⟨

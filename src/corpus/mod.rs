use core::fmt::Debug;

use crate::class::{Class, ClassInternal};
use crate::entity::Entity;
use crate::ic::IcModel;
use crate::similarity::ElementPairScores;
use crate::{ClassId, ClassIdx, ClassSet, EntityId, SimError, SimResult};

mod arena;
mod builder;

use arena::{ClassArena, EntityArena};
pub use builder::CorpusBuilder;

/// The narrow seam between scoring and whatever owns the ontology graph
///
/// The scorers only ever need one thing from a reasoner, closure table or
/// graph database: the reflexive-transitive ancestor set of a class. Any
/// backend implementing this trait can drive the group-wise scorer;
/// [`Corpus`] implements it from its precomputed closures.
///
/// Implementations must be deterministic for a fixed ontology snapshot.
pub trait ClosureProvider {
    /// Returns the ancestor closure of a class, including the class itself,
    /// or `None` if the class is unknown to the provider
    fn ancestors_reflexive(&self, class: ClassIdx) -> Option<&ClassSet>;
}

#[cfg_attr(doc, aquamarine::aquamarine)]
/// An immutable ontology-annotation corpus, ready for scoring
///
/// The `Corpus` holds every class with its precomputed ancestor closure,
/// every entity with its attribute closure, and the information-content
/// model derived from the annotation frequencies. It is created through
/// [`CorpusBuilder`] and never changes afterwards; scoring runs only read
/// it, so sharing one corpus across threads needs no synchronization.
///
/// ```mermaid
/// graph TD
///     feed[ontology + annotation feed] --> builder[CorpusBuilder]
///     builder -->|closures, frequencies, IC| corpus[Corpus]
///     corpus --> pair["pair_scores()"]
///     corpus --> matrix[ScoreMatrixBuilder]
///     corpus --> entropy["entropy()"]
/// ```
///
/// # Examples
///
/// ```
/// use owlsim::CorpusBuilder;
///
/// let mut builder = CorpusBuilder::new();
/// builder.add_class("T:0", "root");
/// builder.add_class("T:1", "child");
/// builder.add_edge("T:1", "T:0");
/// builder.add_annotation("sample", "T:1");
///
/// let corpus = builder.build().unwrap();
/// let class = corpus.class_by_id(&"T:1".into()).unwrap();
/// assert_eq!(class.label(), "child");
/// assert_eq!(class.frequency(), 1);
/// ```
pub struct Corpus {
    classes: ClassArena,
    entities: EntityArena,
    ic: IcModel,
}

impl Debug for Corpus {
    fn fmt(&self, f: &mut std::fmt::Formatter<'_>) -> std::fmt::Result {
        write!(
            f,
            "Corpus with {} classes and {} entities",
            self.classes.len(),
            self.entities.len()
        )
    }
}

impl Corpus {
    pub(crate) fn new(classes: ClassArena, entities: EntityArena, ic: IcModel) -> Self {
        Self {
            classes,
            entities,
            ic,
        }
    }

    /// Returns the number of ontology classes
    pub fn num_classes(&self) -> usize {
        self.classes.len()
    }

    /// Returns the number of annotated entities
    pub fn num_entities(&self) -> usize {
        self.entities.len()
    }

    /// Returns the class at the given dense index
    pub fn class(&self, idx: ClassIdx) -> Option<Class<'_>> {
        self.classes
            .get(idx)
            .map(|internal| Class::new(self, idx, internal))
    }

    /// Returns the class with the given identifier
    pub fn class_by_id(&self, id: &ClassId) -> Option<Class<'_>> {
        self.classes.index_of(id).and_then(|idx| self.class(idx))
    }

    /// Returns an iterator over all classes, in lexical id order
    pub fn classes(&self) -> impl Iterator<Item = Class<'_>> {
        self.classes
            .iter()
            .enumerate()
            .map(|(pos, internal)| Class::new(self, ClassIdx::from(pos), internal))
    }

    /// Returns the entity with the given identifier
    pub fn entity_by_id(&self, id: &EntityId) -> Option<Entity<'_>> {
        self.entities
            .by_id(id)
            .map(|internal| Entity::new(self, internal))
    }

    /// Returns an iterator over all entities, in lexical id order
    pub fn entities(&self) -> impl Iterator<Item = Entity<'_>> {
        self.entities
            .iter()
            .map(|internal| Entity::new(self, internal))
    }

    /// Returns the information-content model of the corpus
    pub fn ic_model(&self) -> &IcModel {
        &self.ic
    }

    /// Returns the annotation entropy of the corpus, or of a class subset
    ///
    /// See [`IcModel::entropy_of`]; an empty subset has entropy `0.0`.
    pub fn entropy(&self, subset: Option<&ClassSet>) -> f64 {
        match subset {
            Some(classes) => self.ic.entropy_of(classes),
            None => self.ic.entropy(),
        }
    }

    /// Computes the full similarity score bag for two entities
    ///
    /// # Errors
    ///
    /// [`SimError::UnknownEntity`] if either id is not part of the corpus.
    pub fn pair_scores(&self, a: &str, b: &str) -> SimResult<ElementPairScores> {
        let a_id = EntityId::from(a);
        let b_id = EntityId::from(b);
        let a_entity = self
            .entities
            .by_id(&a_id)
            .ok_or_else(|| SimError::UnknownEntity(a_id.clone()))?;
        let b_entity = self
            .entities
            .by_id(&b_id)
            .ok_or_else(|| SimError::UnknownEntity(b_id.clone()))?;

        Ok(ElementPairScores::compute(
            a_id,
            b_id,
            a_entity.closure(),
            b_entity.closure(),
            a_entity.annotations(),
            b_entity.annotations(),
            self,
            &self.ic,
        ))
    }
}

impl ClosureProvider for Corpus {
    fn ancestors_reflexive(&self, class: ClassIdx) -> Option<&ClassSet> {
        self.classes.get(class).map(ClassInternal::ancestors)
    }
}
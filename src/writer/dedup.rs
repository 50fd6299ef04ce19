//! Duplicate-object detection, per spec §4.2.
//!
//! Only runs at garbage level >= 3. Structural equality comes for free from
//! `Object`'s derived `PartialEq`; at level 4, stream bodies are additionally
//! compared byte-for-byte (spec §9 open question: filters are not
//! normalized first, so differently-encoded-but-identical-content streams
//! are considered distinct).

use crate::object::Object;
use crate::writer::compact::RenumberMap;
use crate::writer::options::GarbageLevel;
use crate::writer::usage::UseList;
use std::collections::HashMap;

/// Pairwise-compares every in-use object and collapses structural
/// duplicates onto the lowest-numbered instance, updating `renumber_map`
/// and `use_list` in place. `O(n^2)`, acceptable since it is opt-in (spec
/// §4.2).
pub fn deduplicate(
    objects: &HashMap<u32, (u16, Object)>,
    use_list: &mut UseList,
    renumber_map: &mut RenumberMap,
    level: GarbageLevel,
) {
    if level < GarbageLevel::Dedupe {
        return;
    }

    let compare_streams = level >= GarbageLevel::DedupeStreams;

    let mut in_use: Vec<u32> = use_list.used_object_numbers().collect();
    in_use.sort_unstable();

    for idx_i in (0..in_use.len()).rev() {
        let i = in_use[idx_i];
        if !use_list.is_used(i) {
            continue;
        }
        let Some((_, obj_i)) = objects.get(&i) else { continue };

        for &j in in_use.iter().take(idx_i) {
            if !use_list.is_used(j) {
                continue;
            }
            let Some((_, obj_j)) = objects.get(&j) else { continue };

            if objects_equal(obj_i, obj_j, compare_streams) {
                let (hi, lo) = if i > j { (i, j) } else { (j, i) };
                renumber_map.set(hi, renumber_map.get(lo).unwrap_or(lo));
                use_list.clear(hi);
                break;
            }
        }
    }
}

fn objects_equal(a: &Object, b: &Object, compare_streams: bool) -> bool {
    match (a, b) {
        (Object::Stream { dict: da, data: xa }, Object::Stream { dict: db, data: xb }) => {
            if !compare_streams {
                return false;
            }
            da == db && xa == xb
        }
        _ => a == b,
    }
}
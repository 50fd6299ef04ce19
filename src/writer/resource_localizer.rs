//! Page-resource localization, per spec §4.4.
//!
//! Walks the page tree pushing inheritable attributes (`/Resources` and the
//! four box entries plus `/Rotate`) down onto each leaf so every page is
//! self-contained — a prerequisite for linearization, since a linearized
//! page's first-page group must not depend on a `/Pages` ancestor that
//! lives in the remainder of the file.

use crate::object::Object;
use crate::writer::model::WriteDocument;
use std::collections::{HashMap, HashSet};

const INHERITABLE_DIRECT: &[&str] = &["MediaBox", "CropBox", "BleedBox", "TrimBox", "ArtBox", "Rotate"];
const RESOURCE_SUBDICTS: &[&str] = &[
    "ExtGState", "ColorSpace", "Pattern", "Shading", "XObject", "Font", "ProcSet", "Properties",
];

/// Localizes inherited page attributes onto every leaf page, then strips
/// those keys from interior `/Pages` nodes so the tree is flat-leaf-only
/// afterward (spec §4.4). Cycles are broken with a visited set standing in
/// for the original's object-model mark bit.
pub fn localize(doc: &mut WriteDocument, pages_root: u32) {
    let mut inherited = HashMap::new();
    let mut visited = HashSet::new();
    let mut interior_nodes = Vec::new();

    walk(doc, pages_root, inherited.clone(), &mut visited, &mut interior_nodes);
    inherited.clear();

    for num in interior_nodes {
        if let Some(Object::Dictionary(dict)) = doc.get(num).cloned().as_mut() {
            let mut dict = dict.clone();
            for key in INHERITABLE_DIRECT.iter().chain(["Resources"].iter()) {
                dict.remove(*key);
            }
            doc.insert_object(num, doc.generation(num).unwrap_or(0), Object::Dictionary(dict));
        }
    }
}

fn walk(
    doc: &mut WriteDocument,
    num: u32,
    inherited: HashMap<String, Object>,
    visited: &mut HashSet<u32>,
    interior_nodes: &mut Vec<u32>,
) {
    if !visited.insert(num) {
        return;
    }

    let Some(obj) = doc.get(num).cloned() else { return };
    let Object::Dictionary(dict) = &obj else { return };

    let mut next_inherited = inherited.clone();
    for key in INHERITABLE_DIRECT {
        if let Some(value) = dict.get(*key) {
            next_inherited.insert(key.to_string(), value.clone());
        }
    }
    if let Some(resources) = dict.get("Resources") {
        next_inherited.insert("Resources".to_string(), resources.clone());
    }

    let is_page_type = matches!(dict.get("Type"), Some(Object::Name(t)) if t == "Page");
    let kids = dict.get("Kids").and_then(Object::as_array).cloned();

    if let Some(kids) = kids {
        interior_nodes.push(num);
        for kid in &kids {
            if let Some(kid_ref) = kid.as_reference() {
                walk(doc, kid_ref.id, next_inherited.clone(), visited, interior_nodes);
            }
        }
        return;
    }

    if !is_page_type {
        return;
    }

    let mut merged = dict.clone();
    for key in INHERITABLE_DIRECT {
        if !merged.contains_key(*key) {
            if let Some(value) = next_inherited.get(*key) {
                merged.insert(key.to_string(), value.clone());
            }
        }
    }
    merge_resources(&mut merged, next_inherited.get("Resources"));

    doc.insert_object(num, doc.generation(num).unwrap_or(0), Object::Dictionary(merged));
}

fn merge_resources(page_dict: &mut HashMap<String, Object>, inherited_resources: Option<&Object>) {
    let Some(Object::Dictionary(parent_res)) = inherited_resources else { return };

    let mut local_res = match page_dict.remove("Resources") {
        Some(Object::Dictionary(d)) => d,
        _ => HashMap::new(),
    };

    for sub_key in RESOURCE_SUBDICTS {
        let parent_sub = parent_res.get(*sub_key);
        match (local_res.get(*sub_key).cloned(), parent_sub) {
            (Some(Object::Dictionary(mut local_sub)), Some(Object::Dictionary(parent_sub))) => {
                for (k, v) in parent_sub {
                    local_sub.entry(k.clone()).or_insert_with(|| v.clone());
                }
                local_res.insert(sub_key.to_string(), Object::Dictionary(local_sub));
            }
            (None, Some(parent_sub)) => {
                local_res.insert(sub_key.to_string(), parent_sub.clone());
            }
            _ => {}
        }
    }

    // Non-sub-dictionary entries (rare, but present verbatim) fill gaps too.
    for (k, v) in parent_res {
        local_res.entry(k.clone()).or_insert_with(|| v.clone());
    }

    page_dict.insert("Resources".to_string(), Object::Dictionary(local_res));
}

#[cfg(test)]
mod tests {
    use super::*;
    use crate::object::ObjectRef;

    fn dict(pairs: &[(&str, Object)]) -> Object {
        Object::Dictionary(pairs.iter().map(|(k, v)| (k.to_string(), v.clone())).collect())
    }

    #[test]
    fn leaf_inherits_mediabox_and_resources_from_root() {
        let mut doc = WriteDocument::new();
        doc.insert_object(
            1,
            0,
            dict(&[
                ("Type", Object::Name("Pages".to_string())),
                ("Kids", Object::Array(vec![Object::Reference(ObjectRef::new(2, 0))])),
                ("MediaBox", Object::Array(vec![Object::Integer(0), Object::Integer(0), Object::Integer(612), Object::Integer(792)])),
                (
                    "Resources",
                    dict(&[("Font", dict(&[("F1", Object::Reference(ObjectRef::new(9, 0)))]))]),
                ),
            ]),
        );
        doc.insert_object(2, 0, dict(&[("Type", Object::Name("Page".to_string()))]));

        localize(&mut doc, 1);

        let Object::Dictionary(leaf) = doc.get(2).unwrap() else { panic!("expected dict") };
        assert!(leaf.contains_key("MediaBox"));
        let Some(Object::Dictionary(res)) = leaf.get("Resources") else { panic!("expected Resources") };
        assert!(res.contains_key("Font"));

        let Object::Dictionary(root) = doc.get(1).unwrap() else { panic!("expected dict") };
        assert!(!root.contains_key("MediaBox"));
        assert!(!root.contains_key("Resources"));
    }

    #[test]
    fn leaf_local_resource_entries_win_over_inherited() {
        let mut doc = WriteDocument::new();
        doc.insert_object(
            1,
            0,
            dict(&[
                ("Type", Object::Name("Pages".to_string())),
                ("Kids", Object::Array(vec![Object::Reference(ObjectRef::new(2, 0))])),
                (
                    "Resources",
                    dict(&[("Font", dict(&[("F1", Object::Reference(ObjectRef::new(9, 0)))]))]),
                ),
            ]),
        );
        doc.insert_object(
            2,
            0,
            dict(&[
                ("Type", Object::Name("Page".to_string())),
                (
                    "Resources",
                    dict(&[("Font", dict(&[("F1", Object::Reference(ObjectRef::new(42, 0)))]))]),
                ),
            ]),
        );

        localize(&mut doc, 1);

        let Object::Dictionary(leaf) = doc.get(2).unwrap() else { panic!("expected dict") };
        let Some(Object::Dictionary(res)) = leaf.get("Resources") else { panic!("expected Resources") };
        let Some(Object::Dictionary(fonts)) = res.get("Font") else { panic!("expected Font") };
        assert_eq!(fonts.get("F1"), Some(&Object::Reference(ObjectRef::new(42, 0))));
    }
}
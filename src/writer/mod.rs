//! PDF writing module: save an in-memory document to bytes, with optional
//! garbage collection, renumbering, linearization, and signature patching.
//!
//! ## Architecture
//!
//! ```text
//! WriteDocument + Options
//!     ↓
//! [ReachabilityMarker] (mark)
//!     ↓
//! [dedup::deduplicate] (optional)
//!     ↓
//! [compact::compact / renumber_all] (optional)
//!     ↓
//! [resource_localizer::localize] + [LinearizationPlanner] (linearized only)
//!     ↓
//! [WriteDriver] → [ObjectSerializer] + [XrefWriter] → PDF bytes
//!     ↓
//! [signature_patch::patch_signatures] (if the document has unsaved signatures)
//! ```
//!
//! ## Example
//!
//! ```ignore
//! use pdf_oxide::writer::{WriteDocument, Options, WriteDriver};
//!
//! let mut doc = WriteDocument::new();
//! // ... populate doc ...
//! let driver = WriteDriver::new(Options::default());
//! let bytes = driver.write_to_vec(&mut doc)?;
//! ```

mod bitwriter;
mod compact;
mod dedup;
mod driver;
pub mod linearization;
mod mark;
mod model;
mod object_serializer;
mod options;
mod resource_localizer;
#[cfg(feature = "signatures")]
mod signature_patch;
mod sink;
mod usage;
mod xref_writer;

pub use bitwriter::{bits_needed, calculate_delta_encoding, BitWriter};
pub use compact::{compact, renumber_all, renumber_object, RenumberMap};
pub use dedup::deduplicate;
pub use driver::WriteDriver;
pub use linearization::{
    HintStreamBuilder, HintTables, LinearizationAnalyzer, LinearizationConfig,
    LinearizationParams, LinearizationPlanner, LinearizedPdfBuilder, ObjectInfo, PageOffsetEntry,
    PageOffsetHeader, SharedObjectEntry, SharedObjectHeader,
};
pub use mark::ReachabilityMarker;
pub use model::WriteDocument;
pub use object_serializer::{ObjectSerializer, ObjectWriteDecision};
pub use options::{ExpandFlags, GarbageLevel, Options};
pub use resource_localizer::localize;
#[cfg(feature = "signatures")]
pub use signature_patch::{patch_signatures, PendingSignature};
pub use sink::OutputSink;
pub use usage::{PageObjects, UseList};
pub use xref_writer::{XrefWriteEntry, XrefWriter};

⟩

Find every line of the data that includes the string "order". Copy each of those lines.

    /// Returns an iterator over all classes, in lexical id order
    /// Returns an iterator over all entities, in lexical id order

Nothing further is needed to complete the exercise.